» **Exercise**:
Could you restate word for word every line of the records below, from the first one to the one holding "auto-created (spec §4.1)."?

Saved data entries
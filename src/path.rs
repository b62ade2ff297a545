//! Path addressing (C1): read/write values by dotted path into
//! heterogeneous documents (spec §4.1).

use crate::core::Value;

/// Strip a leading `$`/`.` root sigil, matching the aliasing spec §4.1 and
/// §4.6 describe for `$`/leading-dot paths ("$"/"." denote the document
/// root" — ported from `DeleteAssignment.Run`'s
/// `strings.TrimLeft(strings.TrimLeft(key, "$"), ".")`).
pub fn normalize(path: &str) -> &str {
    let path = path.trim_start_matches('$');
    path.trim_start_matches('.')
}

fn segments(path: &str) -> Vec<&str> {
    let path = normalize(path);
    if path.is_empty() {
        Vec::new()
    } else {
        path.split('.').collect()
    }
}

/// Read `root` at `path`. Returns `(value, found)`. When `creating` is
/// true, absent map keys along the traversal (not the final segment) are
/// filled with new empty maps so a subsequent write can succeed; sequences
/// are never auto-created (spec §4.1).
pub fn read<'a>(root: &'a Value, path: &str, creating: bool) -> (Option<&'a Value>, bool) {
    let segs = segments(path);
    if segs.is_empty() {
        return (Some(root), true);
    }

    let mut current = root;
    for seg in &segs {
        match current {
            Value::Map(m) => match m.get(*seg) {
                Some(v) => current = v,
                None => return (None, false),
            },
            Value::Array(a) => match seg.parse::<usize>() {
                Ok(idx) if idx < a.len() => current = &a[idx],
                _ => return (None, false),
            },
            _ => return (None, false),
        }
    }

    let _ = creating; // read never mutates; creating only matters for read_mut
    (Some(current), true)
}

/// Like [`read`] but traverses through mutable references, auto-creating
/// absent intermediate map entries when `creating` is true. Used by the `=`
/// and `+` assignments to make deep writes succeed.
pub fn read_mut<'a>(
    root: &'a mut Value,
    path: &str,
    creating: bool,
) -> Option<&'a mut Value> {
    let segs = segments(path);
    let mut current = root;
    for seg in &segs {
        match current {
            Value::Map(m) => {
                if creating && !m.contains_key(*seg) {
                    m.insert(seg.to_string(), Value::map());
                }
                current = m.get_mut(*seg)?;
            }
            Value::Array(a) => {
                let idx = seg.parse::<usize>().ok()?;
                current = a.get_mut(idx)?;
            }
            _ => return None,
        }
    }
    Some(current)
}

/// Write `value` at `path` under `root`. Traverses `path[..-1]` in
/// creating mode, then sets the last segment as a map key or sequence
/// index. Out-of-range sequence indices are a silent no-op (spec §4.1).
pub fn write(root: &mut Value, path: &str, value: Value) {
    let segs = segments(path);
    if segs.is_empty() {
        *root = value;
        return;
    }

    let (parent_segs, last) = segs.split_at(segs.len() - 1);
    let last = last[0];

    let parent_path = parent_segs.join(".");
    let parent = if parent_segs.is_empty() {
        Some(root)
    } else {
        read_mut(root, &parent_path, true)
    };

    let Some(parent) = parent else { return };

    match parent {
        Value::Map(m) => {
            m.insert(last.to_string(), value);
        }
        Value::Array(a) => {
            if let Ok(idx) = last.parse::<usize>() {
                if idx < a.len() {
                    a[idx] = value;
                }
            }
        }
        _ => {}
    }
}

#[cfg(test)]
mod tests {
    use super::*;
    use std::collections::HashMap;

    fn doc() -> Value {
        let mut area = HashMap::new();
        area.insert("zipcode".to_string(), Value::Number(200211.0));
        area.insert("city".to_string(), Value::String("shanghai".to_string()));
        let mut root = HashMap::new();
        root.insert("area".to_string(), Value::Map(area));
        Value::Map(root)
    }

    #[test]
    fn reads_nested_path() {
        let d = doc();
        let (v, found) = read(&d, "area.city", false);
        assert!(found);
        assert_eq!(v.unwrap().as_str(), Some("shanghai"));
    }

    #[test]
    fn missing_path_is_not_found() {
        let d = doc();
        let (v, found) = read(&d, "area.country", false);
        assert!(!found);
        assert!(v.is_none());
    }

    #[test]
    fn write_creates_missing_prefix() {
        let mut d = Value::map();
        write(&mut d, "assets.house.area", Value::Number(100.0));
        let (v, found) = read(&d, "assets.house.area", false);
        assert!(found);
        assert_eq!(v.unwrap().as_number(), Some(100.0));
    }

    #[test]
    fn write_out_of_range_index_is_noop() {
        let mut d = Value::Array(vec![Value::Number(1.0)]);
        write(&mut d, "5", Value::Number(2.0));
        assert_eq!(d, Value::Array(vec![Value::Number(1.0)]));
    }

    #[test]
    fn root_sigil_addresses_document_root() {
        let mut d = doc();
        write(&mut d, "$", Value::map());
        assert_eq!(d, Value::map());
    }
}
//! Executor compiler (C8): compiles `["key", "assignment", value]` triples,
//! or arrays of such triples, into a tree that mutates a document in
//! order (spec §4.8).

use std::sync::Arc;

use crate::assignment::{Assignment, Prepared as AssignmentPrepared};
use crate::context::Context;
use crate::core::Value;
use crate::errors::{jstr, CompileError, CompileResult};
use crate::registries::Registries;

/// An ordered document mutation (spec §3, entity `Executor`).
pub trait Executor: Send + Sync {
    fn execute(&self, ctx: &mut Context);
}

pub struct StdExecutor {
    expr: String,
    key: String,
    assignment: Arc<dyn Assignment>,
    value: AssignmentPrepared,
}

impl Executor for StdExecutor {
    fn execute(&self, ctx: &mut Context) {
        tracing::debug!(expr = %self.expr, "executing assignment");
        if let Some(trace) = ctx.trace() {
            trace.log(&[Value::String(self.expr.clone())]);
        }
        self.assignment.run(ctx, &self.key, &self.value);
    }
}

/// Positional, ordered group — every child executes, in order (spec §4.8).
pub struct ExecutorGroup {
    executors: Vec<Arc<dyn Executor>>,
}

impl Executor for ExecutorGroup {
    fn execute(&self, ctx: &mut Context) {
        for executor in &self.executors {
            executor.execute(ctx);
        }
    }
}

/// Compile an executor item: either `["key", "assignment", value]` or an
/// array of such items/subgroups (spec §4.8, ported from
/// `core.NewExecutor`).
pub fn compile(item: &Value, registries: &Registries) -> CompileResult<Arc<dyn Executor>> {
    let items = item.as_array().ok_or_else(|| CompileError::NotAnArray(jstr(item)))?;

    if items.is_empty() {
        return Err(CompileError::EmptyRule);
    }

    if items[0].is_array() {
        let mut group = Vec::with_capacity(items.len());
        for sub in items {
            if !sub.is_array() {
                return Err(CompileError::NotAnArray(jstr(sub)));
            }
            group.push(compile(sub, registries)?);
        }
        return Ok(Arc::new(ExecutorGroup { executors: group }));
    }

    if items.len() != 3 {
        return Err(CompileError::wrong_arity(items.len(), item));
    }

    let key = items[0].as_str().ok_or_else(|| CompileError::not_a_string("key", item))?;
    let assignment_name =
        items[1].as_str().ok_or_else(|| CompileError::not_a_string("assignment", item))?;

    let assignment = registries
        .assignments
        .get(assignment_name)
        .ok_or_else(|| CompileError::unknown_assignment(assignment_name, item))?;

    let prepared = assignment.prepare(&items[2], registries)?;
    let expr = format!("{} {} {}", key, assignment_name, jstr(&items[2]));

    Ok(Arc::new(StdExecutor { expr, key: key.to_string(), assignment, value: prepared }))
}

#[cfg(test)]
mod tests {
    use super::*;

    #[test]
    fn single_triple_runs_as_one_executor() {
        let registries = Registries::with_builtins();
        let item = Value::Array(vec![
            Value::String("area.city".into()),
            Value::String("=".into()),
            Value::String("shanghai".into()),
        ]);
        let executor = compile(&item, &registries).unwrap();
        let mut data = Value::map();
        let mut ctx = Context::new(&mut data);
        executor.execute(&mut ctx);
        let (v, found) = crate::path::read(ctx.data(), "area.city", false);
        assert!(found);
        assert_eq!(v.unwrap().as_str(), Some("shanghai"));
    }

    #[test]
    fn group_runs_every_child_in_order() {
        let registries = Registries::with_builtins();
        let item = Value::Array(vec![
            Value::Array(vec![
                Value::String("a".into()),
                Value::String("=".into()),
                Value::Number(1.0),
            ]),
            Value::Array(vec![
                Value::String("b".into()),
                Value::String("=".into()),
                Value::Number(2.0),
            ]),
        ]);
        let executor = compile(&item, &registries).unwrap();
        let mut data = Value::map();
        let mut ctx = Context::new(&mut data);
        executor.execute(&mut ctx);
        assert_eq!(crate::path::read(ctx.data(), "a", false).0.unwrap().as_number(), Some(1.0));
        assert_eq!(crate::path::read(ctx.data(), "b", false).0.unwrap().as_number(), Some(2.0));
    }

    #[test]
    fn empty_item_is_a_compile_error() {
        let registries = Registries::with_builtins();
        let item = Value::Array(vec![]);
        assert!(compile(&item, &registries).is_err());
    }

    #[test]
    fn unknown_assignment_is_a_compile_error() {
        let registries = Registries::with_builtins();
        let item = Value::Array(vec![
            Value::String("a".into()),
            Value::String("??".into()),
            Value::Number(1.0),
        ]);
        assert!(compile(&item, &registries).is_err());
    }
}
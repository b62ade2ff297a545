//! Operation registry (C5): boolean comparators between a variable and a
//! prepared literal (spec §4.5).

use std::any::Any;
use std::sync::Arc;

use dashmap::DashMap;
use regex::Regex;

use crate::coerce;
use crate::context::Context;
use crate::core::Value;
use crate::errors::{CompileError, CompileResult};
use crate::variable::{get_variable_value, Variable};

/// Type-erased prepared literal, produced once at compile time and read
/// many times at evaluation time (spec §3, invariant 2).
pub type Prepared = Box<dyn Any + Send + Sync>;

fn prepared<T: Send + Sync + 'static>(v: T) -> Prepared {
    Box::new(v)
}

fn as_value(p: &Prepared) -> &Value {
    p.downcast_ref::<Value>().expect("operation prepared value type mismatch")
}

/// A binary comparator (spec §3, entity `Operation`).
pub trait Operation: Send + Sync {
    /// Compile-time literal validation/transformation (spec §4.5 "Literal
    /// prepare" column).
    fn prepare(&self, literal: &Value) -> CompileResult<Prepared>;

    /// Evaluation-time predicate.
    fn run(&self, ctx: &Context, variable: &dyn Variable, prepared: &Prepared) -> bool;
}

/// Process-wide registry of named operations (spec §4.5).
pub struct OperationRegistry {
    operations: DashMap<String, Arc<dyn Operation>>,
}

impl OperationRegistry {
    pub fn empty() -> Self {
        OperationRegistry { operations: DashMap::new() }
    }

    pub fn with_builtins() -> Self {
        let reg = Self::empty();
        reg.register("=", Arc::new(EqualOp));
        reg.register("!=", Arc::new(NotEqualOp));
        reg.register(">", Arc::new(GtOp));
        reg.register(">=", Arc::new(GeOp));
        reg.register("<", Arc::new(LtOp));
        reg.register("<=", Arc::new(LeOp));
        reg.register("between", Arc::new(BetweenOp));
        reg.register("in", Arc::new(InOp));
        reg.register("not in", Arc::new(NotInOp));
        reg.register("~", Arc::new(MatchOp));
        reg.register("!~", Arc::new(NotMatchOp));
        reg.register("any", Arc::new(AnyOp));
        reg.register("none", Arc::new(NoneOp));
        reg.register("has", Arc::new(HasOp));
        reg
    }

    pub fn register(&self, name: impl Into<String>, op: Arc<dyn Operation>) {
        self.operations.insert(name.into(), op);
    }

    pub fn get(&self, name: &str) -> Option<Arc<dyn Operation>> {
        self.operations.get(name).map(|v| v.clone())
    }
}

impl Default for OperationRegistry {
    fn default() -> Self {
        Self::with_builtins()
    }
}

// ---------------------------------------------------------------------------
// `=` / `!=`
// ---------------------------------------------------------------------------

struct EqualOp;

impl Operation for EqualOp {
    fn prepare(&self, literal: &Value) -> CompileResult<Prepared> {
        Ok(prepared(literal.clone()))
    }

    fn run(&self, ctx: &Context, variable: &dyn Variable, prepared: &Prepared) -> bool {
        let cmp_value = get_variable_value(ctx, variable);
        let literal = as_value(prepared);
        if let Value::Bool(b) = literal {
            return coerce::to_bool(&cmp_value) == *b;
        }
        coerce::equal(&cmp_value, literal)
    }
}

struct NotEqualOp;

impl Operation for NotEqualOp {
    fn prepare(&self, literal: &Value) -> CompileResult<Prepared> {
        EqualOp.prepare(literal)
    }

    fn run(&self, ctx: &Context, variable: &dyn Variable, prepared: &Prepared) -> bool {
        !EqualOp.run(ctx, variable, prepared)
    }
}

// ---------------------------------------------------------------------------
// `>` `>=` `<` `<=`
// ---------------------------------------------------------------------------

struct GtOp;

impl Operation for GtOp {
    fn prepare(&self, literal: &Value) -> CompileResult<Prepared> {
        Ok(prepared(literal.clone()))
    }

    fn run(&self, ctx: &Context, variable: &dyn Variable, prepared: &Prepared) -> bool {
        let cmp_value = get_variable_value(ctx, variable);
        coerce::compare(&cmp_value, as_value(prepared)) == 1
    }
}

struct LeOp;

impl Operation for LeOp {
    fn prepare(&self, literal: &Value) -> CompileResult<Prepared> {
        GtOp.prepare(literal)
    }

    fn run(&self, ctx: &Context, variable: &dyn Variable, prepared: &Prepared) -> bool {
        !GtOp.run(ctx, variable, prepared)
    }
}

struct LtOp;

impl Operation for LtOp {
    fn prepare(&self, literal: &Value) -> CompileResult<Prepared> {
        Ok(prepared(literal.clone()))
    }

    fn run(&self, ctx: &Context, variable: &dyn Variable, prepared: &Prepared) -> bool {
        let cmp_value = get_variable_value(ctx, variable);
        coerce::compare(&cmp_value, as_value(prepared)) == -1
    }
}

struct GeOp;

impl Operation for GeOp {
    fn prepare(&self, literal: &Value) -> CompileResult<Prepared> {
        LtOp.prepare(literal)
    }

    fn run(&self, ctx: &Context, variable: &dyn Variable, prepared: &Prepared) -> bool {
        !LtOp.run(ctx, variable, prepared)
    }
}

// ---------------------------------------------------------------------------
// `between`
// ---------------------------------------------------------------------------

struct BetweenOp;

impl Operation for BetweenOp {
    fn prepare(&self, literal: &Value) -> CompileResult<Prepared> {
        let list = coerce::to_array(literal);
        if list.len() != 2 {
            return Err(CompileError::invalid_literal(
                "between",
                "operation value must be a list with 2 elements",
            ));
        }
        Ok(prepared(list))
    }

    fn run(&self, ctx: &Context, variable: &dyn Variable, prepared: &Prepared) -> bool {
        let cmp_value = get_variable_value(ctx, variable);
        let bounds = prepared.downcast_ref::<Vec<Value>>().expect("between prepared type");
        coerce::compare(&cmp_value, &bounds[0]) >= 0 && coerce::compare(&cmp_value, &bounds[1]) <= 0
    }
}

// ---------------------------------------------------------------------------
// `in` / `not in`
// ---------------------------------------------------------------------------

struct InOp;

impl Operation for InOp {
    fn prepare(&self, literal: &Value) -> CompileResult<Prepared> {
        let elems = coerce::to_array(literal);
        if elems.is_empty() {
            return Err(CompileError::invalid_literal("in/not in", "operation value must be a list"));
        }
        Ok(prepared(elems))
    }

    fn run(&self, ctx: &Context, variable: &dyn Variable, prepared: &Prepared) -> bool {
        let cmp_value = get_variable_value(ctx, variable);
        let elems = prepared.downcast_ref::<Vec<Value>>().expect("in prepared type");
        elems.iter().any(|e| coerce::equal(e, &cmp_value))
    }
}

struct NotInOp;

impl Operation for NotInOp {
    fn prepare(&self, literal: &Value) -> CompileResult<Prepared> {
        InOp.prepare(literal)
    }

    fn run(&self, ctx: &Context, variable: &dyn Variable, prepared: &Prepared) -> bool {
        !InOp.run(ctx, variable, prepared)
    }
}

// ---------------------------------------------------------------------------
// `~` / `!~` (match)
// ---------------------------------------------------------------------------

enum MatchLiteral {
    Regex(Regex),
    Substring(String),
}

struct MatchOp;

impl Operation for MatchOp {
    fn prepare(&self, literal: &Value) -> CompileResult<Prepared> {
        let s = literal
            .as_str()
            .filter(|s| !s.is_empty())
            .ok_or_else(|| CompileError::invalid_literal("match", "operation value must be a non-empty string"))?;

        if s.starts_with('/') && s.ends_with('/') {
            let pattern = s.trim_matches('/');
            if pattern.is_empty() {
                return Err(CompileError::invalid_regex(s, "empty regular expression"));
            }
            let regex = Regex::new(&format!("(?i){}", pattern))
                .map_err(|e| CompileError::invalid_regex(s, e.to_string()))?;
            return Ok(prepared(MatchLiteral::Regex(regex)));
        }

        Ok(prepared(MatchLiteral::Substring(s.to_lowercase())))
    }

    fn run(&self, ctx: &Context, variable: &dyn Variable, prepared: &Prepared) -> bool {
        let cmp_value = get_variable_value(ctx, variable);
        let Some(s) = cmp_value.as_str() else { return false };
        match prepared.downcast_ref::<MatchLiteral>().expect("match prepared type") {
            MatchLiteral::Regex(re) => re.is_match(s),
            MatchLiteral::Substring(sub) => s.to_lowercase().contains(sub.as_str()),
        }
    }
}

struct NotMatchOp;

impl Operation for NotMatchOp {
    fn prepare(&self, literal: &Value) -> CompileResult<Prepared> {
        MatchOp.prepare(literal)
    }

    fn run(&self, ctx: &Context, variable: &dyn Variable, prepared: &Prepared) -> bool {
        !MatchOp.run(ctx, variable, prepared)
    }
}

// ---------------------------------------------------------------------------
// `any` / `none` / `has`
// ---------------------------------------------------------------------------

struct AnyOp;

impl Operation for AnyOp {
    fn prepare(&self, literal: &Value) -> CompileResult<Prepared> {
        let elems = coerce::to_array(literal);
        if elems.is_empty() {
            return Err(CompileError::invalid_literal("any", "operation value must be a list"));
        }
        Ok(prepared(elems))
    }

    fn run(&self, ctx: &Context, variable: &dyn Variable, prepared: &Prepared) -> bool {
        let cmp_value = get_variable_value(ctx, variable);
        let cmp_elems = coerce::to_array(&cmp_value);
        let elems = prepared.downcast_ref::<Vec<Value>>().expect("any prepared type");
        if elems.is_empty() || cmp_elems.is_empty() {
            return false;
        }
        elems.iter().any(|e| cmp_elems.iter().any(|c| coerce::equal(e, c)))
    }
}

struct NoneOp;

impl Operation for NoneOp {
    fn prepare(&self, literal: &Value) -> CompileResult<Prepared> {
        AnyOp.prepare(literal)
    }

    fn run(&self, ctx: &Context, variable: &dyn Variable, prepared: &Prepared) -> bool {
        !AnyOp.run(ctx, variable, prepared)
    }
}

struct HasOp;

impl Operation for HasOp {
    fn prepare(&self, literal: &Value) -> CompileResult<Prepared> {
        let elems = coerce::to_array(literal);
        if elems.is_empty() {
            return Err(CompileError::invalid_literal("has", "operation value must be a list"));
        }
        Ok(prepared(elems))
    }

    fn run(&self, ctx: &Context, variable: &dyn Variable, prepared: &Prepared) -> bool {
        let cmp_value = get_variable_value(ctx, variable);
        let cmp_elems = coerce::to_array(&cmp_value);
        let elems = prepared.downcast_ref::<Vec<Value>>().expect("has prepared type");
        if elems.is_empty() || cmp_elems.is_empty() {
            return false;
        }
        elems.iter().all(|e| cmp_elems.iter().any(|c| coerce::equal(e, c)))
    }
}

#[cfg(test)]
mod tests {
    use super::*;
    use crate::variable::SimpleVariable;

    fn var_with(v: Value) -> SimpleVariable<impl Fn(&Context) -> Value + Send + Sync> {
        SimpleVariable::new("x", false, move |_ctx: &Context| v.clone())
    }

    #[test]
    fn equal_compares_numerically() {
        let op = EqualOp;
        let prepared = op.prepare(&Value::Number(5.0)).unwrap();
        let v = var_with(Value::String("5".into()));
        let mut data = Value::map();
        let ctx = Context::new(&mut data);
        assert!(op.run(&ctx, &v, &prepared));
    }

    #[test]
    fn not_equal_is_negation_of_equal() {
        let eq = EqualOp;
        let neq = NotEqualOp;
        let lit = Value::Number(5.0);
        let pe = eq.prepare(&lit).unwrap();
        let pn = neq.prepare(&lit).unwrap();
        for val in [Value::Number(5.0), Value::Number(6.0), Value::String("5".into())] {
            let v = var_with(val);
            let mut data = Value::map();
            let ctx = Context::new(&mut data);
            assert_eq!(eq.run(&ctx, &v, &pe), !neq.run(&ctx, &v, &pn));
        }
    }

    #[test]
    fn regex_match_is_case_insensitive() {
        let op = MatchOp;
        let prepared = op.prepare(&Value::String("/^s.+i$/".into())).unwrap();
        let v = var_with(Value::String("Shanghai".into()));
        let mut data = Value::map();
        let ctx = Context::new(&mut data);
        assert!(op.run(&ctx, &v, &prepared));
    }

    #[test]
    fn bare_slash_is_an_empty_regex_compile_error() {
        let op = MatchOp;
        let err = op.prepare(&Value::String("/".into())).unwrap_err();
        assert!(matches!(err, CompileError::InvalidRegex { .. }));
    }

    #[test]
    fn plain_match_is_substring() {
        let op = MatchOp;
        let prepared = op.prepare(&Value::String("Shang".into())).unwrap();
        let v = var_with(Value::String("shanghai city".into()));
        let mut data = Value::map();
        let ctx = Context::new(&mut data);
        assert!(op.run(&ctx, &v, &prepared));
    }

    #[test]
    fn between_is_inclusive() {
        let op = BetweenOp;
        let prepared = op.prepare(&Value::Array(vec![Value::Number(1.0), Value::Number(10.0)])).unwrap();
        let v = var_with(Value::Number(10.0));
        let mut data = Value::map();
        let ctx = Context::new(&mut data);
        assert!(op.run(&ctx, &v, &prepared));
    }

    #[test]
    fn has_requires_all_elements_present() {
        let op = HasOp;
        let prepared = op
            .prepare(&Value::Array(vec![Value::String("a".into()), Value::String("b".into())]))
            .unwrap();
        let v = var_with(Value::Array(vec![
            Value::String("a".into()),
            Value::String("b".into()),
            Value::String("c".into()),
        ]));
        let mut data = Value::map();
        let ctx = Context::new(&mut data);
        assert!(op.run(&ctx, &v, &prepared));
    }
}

» **Task response**:
filename src/path.rs
repository b62ade2ff297a545
//! Path addressing (C1): read/write values by dotted path into
//! heterogeneous documents (spec §4.1).

use crate::core::Value;

/// Strip a leading `$`/`.` root sigil, matching the aliasing spec §4.1 and
/// §4.6 describe for `$`/leading-dot paths ("$"/"." denote the document
/// root" — ported from `DeleteAssignment.Run`'s
/// `strings.TrimLeft(strings.TrimLeft(key, "$"), ".")`).
pub fn normalize(path: &str) -> &str {
    let path = path.trim_start_matches('$');
    path.trim_start_matches('.')
}

fn segments(path: &str) -> Vec<&str> {
    let path = normalize(path);
    if path.is_empty() {
        Vec::new()
    } else {
        path.split('.').collect()
    }
}

/// Read `root` at `path`. Returns `(value, found)`. When `creating` is
/// true, absent map keys along the traversal (not the final segment) are
/// filled with new empty maps so a subsequent write can succeed; sequences
/// are never auto-created (spec §4.1).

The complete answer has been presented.